The best way to prevent Zika? Avoid mosquito bites!
Mosquito bites can be more than just annoying and itchy. They can make you really sick. Zika virus is spread to people through mosquito bites. The most common symptoms of Zika are fever, rash, joint pain, and conjunctivitis (red eyes). The illness is usually mild with symptoms lasting from several days to a week. Severe disease requiring hospitalization is uncommon. Learn More >>
Avoid Mosquito Bites
Are you planning international travel to the tropics? Protect yourself and your family from mosquito bites that can make you sick.
Mosquito bites can be more than just annoying and itchy. They can make you really sick. Protect yourself and your family when traveling overseas. Wearing insect repellent is the best way to prevent diseases spread by mosquitoes.
The most common symptoms of chikungunya virus infection (chikungunya) are sudden onset of a high fever and joint pain. Other symptoms may include headache, muscle pain, joint swelling, or rash. Infection with chikungunya virus is rarely fatal, but the joint pain can often be severe and debilitating. Most patients recover in about a week, although long-term joint pain occurs in some people. Infection is thought to provide lifelong immunity. Outbreaks have occurred in countries in Africa, Asia, Europe, and the Indian and Pacific Oceans.
In late 2013, chikungunya virus was found for the first time in the Americas on islands in the Caribbean. Since then, almost 2 million cases have been reported. There is no vaccine to prevent or medicine to treat chikungunya. Mosquitoes become infected when they bite someone already infected with the virus. Infected mosquitoes can then spread the virus to other people. Though chikungunya is not common in the continental United States, Puerto Rico and the U.S. Virgin Islands have had large outbreaks.
Forty percent of the world's population lives in an area at risk for dengue and an estimated 390 million people per year are infected with the viruses. Dengue is a disease caused by one of four viruses: dengue virus 1, 2, 3, and 4. Because there are four different viruses, it is possible for someone to get dengue up to four times. Dengue is a leading cause of illness and death in the tropics and subtropics.
Like chikungunya, there is no vaccine to prevent or medication to treat a dengue infection. Most infected people infected with dengue have mild or no symptoms. About one in four people who are infected with dengue will develop some symptoms of disease. Mild symptoms of infection begin with a fever and severe headache, pain behind the eyes, joint and muscle pain, and rash. Dengue symptoms can quickly become severe and even fatal. Early recognition of severe disease, followed by close management by a healthcare provider is critical.

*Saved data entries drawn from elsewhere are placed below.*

use super::{
    property_ops::{feature_label, get_i64, get_optional_string, get_string},
    InputError,
};
use crate::{
    geometry::{self, GeometryError, SurveyGeometry},
    graph::LineAttributes,
};
use geojson::Feature;

/// a line route as read from the line survey collection.
#[derive(Debug, Clone, PartialEq)]
pub struct LineFeature {
    pub id: i64,
    pub name: String,
    pub from: Option<String>,
    pub to: Option<String>,
    pub network: Option<String>,
    pub operator: Option<String>,
    pub geometry: SurveyGeometry,
}

impl LineFeature {
    pub fn to_attributes(&self) -> Result<LineAttributes, GeometryError> {
        Ok(LineAttributes {
            id: self.id,
            name: self.name.clone(),
            from: self.from.clone(),
            to: self.to.clone(),
            network: self.network.clone(),
            operator: self.operator.clone(),
            geometry: geometry::encode(&self.geometry)?,
        })
    }
}

impl TryFrom<&Feature> for LineFeature {
    type Error = InputError;

    fn try_from(feature: &Feature) -> Result<Self, Self::Error> {
        let geometry_error = |source| InputError::Geometry {
            feature: feature_label(feature),
            source,
        };
        let raw = feature
            .geometry
            .as_ref()
            .ok_or_else(|| geometry_error(GeometryError::MissingGeometry))?;
        let geometry = SurveyGeometry::try_from(raw).map_err(geometry_error)?;
        if matches!(geometry, SurveyGeometry::Point(_)) {
            return Err(geometry_error(GeometryError::UnsupportedGeometryType(
                geometry.type_name().to_string(),
            )));
        }

        Ok(LineFeature {
            id: get_i64(feature, "id")?,
            name: get_string(feature, "name")?,
            from: get_optional_string(feature, "from")?,
            to: get_optional_string(feature, "to")?,
            network: get_optional_string(feature, "network")?,
            operator: get_optional_string(feature, "operator")?,
            geometry,
        })
    }
}

#[cfg(test)]
mod test {
    use super::LineFeature;
    use crate::input::InputError;
    use geojson::Feature;
    use serde_json::json;

    #[test]
    fn test_line_feature_attributes() {
        let feature = Feature::from_json_value(json!({
            "type": "Feature",
            "geometry": {
                "type": "MultiLineString",
                "coordinates": [[[9.19, 45.46], [9.2, 45.47]], [[9.2, 45.47], [9.21, 45.48]]]
            },
            "properties": {
                "id": "90",
                "name": 90,
                "from": "Lotto",
                "to": "Lotto",
                "network": null,
                "operator": "ATM"
            }
        }))
        .expect("test invariant failed: invalid feature");
        let line = LineFeature::try_from(&feature).expect("should read line");
        assert_eq!(line.id, 90);
        assert_eq!(line.name, "90");
        assert_eq!(line.network, None);

        let attributes = line.to_attributes().expect("should encode");
        assert_eq!(
            attributes.geometry,
            "MULTILINESTRING((9.19 45.46,9.2 45.47),(9.2 45.47,9.21 45.48))"
        );
    }

    #[test]
    fn test_line_missing_name() {
        let feature = Feature::from_json_value(json!({
            "type": "Feature",
            "geometry": { "type": "LineString", "coordinates": [[9.19, 45.46], [9.2, 45.47]] },
            "properties": { "id": 90 }
        }))
        .expect("test invariant failed: invalid feature");
        let result = LineFeature::try_from(&feature);
        assert!(matches!(
            result,
            Err(InputError::MissingProperty { property, .. }) if property == "name"
        ));
    }
}
impl ImportPipeline {
    pub fn new(configuration: ImportConfiguration) -> ImportPipeline {
        let model = GraphUpsertModel::new(
            InMemoryGraphStore::new(),
            configuration.midnight_crossing_policy,
        );
        ImportPipeline {
            configuration,
            model,
            summary: ImportSummary::default(),
        }
    }

    pub fn summary(&self) -> &ImportSummary {
        &self.summary
    }

    pub fn store(&self) -> &InMemoryGraphStore {
        self.model.store()
    }

    pub fn into_store(self) -> InMemoryGraphStore {
        self.model.into_store()
    }

    /// creates a stop node per feature and adds the `geom` property to
    /// each feature that was read successfully.
    pub fn import_stops(&mut self, stops: &mut FeatureCollection) -> Result<(), TransitGraphAppError> {
        let n_features = stops.features.len();
        for feature in tqdm!(stops.features.iter_mut(), total = n_features, desc = "import stops") {
            match self.import_stop(feature) {
                Ok(_) => {}
                Err(e) => self.recover(e)?,
            }
        }
        eprintln!();
        log::info!(
            "imported stops: {} created, {} existing",
            self.summary.stops_created,
            self.summary.stops_existing
        );
        Ok(())
    }

    /// creates a line node per feature and adds the `geom` property to
    /// each feature that was read successfully.
    pub fn import_lines(&mut self, lines: &mut FeatureCollection) -> Result<(), TransitGraphAppError> {
        let n_features = lines.features.len();
        for feature in tqdm!(lines.features.iter_mut(), total = n_features, desc = "import lines") {
            match self.import_line(feature) {
                Ok(_) => {}
                Err(e) => self.recover(e)?,
            }
        }
        eprintln!();
        log::info!(
            "imported lines: {} created, {} existing",
            self.summary.lines_created,
            self.summary.lines_existing
        );
        Ok(())
    }

    /// reads the schedule records and links each line to the stops it
    /// serves. returns the records that were read, for the sequence pass.
    pub fn import_memberships(
        &mut self,
        schedule: &FeatureCollection,
    ) -> Result<Vec<ScheduleRecord>, TransitGraphAppError> {
        let mut records = Vec::with_capacity(schedule.features.len());
        let iter = tqdm!(
            schedule.features.iter(),
            total = schedule.features.len(),
            desc = "import STOP_IN edges"
        );
        for feature in iter {
            let record = match ScheduleRecord::try_from(feature) {
                Ok(record) => record,
                Err(e) => {
                    self.recover(e.into())?;
                    continue;
                }
            };
            match self.model.upsert_membership(
                record.line_id,
                record.stop_id,
                record.sequence,
                record.run,
            ) {
                Ok(outcome) => self.summary.add_membership(&outcome),
                Err(e) => self.recover(e.into())?,
            }
            records.push(record);
        }
        eprintln!();
        log::info!(
            "imported STOP_IN edges: {} created, {} existing",
            self.summary.memberships_created,
            self.summary.memberships_existing
        );
        Ok(records)
    }

    /// links consecutive stops of each line with their travel time.
    pub fn import_sequence_edges(
        &mut self,
        records: &[ScheduleRecord],
    ) -> Result<(), TransitGraphAppError> {
        let normalizer = ScheduleNormalizer::new(self.configuration.parallelize);
        let legs = normalizer.legs(records);
        let n_legs = legs.len();
        for leg in tqdm!(legs.into_iter(), total = n_legs, desc = "import LINEA_ID edges") {
            match self.model.upsert_sequence_edge(
                leg.origin_stop_id,
                leg.destination_stop_id,
                leg.line_id,
            ) {
                Ok(outcome) => self.summary.add_sequence_edge(&outcome),
                Err(e) => {
                    log::debug!("failed leg {leg}");
                    self.recover(e.into())?
                }
            }
        }
        eprintln!();
        log::info!(
            "imported LINEA_ID edges: {} created, {} existing",
            self.summary.sequence_edges_created,
            self.summary.sequence_edges_existing
        );
        Ok(())
    }

    fn import_stop(&mut self, feature: &mut Feature) -> Result<(), TransitGraphAppError> {
        let stop = StopFeature::try_from(&*feature)?;
        let attributes = stop.to_attributes().map_err(|source| InputError::Geometry {
            feature: input::feature_label(feature),
            source,
        })?;
        feature.set_property(GEOM_PROPERTY, attributes.geometry.clone());
        let outcome = self.model.upsert_stop(&stop.name, &attributes)?;
        self.summary.add_stop(&outcome);
        Ok(())
    }

    fn import_line(&mut self, feature: &mut Feature) -> Result<(), TransitGraphAppError> {
        let line = LineFeature::try_from(&*feature)?;
        let attributes = line.to_attributes().map_err(|source| InputError::Geometry {
            feature: input::feature_label(feature),
            source,
        })?;
        feature.set_property(GEOM_PROPERTY, attributes.geometry.clone());
        let outcome = self.model.upsert_line(&line.name, &attributes)?;
        self.summary.add_line(&outcome);
        Ok(())
    }

    fn recover(&mut self, error: TransitGraphAppError) -> Result<(), TransitGraphAppError> {
        match self.configuration.error_policy {
            ErrorPolicy::Fail => Err(error),
            ErrorPolicy::Skip => {
                log::warn!("skipping record: {error}");
                self.summary.records_skipped += 1;
                Ok(())
            }
        }
    }
}
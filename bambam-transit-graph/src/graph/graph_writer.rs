use super::{
    attributes::from_properties, EdgeKind, EdgeRecord, GraphError, GraphStore, InMemoryGraphStore,
    LineAttributes, MembershipAttributes, NodeLabel, NodeRecord, SequenceAttributes,
    StopAttributes,
};
use chrono::NaiveTime;
use csv::QuoteStyle;
use flate2::{write::GzEncoder, Compression};
use kdam::tqdm;
use serde::{Deserialize, Serialize};
use std::{fs::File, path::Path};

pub trait GraphWriter {
    /// writes one gzip-compressed CSV file per node label and edge kind
    /// into a shared directory, for bulk loading into a graph database.
    fn write_graph(&self, output_directory: &Path, overwrite: bool) -> Result<(), GraphError>;
}

pub mod filenames {
    pub const STOPS: &str = "stops.csv.gz";
    pub const LINES: &str = "lines.csv.gz";
    pub const STOP_IN: &str = "stop-in.csv.gz";
    pub const LINEA_ID: &str = "linea-id.csv.gz";
}

#[derive(Debug, Serialize, Deserialize)]
struct StopRow {
    node_id: usize,
    id: i64,
    name: String,
    lat: f64,
    lon: f64,
    strada_id: Option<String>,
    l_array: Option<String>,
    geometry: String,
}

#[derive(Debug, Serialize, Deserialize)]
struct LineRow {
    node_id: usize,
    id: i64,
    name: String,
    from: Option<String>,
    to: Option<String>,
    network: Option<String>,
    operator: Option<String>,
    geometry: String,
}

#[derive(Debug, Serialize, Deserialize)]
struct StopInRow {
    edge_id: usize,
    line: String,
    stop: String,
    sequence: i64,
    run: NaiveTime,
}

#[derive(Debug, Serialize, Deserialize)]
struct LineaIdRow {
    edge_id: usize,
    origin: String,
    destination: String,
    duration: i64,
    line_id: i64,
}

impl GraphWriter for InMemoryGraphStore {
    fn write_graph(&self, output_directory: &Path, overwrite: bool) -> Result<(), GraphError> {
        if !output_directory.is_dir() && std::fs::create_dir_all(output_directory).is_err() {
            let dirname = output_directory.as_os_str().to_string_lossy();
            return Err(GraphError::InternalError(format!(
                "unable to create directory {}",
                &dirname
            )));
        }

        if let Some(mut writer) = create_writer(output_directory, filenames::STOPS, overwrite)? {
            let stops = self.nodes_with_label(NodeLabel::Stop).collect::<Vec<_>>();
            for node in tqdm!(stops.into_iter(), desc = "write stop nodes") {
                let row = stop_row(node)?;
                writer
                    .serialize(row)
                    .map_err(|e| GraphError::CsvWriteError(String::from(filenames::STOPS), e))?;
            }
            flush(writer, filenames::STOPS)?;
        }

        if let Some(mut writer) = create_writer(output_directory, filenames::LINES, overwrite)? {
            for node in self.nodes_with_label(NodeLabel::Line) {
                let row = line_row(node)?;
                writer
                    .serialize(row)
                    .map_err(|e| GraphError::CsvWriteError(String::from(filenames::LINES), e))?;
            }
            flush(writer, filenames::LINES)?;
        }

        if let Some(mut writer) = create_writer(output_directory, filenames::STOP_IN, overwrite)? {
            let edges = self.edges_of_kind(EdgeKind::StopIn).collect::<Vec<_>>();
            for edge in tqdm!(edges.into_iter(), desc = "write STOP_IN edges") {
                let membership: MembershipAttributes = from_properties(&edge.properties)?;
                let (line, stop) = self.endpoint_keys(edge)?;
                let row = StopInRow {
                    edge_id: edge.edge_id.0,
                    line,
                    stop,
                    sequence: membership.sequence,
                    run: membership.run,
                };
                writer.serialize(row).map_err(|e| {
                    GraphError::CsvWriteError(String::from(filenames::STOP_IN), e)
                })?;
            }
            flush(writer, filenames::STOP_IN)?;
        }

        if let Some(mut writer) = create_writer(output_directory, filenames::LINEA_ID, overwrite)?
        {
            let edges = self.edges_of_kind(EdgeKind::LineaId).collect::<Vec<_>>();
            for edge in tqdm!(edges.into_iter(), desc = "write LINEA_ID edges") {
                let sequence: SequenceAttributes = from_properties(&edge.properties)?;
                let (origin, destination) = self.endpoint_keys(edge)?;
                let row = LineaIdRow {
                    edge_id: edge.edge_id.0,
                    origin,
                    destination,
                    duration: sequence.duration,
                    line_id: sequence.line_id,
                };
                writer.serialize(row).map_err(|e| {
                    GraphError::CsvWriteError(String::from(filenames::LINEA_ID), e)
                })?;
            }
            flush(writer, filenames::LINEA_ID)?;
        }

        Ok(())
    }
}

impl InMemoryGraphStore {
    /// natural keys of the source and destination node of an edge
    fn endpoint_keys(&self, edge: &EdgeRecord) -> Result<(String, String), GraphError> {
        let src = self
            .node(edge.src)
            .ok_or(GraphError::GraphMissingNodeId(edge.src))?;
        let dst = self
            .node(edge.dst)
            .ok_or(GraphError::GraphMissingNodeId(edge.dst))?;
        Ok((src.key.clone(), dst.key.clone()))
    }
}

fn stop_row(node: &NodeRecord) -> Result<StopRow, GraphError> {
    let stop: StopAttributes = from_properties(&node.properties)?;
    Ok(StopRow {
        node_id: node.node_id.0,
        id: stop.id,
        name: node.key.clone(),
        lat: stop.lat,
        lon: stop.lon,
        strada_id: stop.strada_id.map(|v| v.to_string()),
        l_array: stop.l_array.map(|v| v.to_string()),
        geometry: stop.geometry,
    })
}

fn line_row(node: &NodeRecord) -> Result<LineRow, GraphError> {
    let line: LineAttributes = from_properties(&node.properties)?;
    Ok(LineRow {
        node_id: node.node_id.0,
        id: line.id,
        name: node.key.clone(),
        from: line.from,
        to: line.to,
        network: line.network,
        operator: line.operator,
        geometry: line.geometry,
    })
}

fn create_writer(
    directory: &Path,
    filename: &str,
    overwrite: bool,
) -> Result<Option<csv::Writer<GzEncoder<File>>>, GraphError> {
    let filepath = directory.join(filename);
    if filepath.exists() && !overwrite {
        log::warn!(
            "{} exists and overwrite is not set, skipping",
            filepath.to_string_lossy()
        );
        return Ok(None);
    }
    let file = File::create(&filepath).map_err(|e| {
        GraphError::InternalError(format!(
            "unable to create file {}: {e}",
            filepath.to_string_lossy()
        ))
    })?;
    let buffer = GzEncoder::new(file, Compression::default());
    let writer = csv::WriterBuilder::new()
        .has_headers(true)
        .quote_style(QuoteStyle::Necessary)
        .from_writer(buffer);
    Ok(Some(writer))
}

/// flushes the CSV buffer and finishes the gzip stream.
fn flush(writer: csv::Writer<GzEncoder<File>>, filename: &str) -> Result<(), GraphError> {
    let encoder = writer.into_inner().map_err(|e| {
        GraphError::InternalError(format!("failure flushing {filename}: {}", e.error()))
    })?;
    encoder
        .finish()
        .map_err(|e| GraphError::InternalError(format!("failure finishing {filename}: {e}")))?;
    Ok(())
}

Zika virus is spread to people through mosquito bites. The most common symptoms of Zika virus disease (Zika) are fever, rash, joint pain, and conjunctivitis (red eyes). The illness is usually mild with symptoms lasting from several days to a week. Severe disease requiring hospitalization is uncommon.
CDC has issued a travel alert (Level 2-Practice Enhanced Precautions) for people traveling to regions and certain countries where Zika virus transmission is ongoing: Brazil, Colombia, El Salvador, French Guiana, Guatemala, Haiti, Honduras, Martinique, Mexico, Panama, Paraguay, Puerto Rico, Suriname, and Venezuela.

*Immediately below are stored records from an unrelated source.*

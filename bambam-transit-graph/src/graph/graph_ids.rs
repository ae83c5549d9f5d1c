use serde::{Deserialize, Serialize};
use std::fmt::Display;

#[derive(
    Debug, Default, Clone, Copy, Eq, PartialEq, PartialOrd, Ord, Deserialize, Serialize, Hash,
)]
pub struct NodeId(pub usize);

impl Display for NodeId {
    fn fmt(&self, f: &mut std::fmt::Formatter<'_>) -> std::fmt::Result {
        write!(f, "{}", self.0)
    }
}

#[derive(
    Debug, Default, Clone, Copy, Eq, PartialEq, PartialOrd, Ord, Deserialize, Serialize, Hash,
)]
pub struct EdgeId(pub usize);

impl Display for EdgeId {
    fn fmt(&self, f: &mut std::fmt::Formatter<'_>) -> std::fmt::Result {
        write!(f, "{}", self.0)
    }
}
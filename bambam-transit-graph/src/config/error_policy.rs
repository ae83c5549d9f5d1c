use clap::ValueEnum;
use serde::{Deserialize, Serialize};

/// Enumerates alternative ways to handle a survey record
/// that cannot be written to the graph
#[derive(Serialize, Deserialize, Debug, ValueEnum, Clone, Copy, Default, PartialEq, Eq)]
#[serde(rename_all = "snake_case")]
pub enum ErrorPolicy {
    /// abort the import on the first failing record
    #[default]
    Fail,
    /// log the failure, count it in the summary and continue
    Skip,
}
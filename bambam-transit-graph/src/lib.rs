pub mod app;
pub mod config;
pub mod geometry;
pub mod graph;
pub mod input;
pub mod schedule;
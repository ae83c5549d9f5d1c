use chrono::NaiveTime;
use serde::{Deserialize, Serialize};
use std::fmt::Display;

/// two consecutive stops of a line, ordered by sequence index. the run
/// times of both stops are carried along for reporting, travel duration is
/// derived from the membership edges when the leg is written to the graph.
#[derive(Debug, Clone, Copy, PartialEq, Eq, Serialize, Deserialize)]
pub struct ScheduleLeg {
    pub line_id: i64,
    pub origin_stop_id: i64,
    pub destination_stop_id: i64,
    pub origin_run: NaiveTime,
    pub destination_run: NaiveTime,
}

impl Display for ScheduleLeg {
    fn fmt(&self, f: &mut std::fmt::Formatter<'_>) -> std::fmt::Result {
        write!(
            f,
            "line {}: stop {} ({}) -> stop {} ({})",
            self.line_id,
            self.origin_stop_id,
            self.origin_run,
            self.destination_stop_id,
            self.destination_run
        )
    }
}
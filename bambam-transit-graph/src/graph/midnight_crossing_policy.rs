use chrono::Duration;
use clap::ValueEnum;
use serde::{Deserialize, Serialize};

/// Enumerates alternative ways to handle a leg whose destination run time
/// is earlier than its origin run time, which happens when a run crosses
/// midnight since run times carry no date.
#[derive(Serialize, Deserialize, Debug, ValueEnum, Clone, Copy, Default, PartialEq, Eq)]
#[serde(rename_all = "snake_case")]
pub enum MidnightCrossingPolicy {
    /// negative durations fail with a `NegativeDuration` error
    #[default]
    Reject,
    /// negative durations are moved forward by one day
    Wrap,
}

impl MidnightCrossingPolicy {
    /// whole minutes (truncated toward zero) of the elapsed time between two
    /// run times, with this policy applied when that minute count is
    /// negative. returns `None` when the elapsed time is rejected.
    pub fn apply(&self, elapsed: Duration) -> Option<i64> {
        let minutes = elapsed.num_minutes();
        if minutes >= 0 {
            return Some(minutes);
        }
        match self {
            MidnightCrossingPolicy::Reject => None,
            MidnightCrossingPolicy::Wrap => Some((elapsed + Duration::hours(24)).num_minutes()),
        }
    }
}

This alert follows reports in Brazil of microcephaly and other poor pregnancy outcomes in babies of mothers who were infected with Zika virus while pregnant. However, additional studies are needed to further characterize this relationship. More studies are planned to learn more about the risks of Zika virus infection during pregnancy.
Until more is known, and out of an abundance of caution, CDC recommends special precautions for pregnant women and women trying to become pregnant:
- Pregnant women in any trimester should consider postponing travel to the areas where Zika virus transmission is ongoing. Pregnant women who do travel to one of these areas should talk to their doctor or other healthcare provider first and strictly follow steps to avoid mosquito bites during the trip.
- Women trying to become pregnant who are thinking about becoming pregnant should consult with their healthcare provider before traveling to these areas and strictly follow steps to prevent mosquito bites during the trip.
Like chikungunya and dengue, there is no vaccine to prevent or medicine to treat Zika. Travelers can protect themselves from this disease by taking steps to prevent mosquito bites. When traveling to countries where Zika virus (see map) or other viruses spread by mosquitoes have been reported, use insect repellent, wear long sleeves and pants, and stay in places with air conditioning or that use window and door screens.
Planning a trip? Do your homework before traveling.
Make a check list of everything you'll need for an enjoyable vacation and use the following resources to help you prepare.
- Pack a travel health kit. Remember insect repellent and use it to prevent mosquito bites.
- Learn about destination-specific health risks and recommendations by visiting CDC Travelers' Health website.
- See a healthcare provider familiar with travel medicine, ideally four to six weeks before your trip. Go to the Find a Clinic webpage for help in finding a travel medicine clinic near you.
Visit your healthcare provider right away if you develop a fever, headache, rash, muscle or joint pain.
- Tell your doctor about your recent international travel.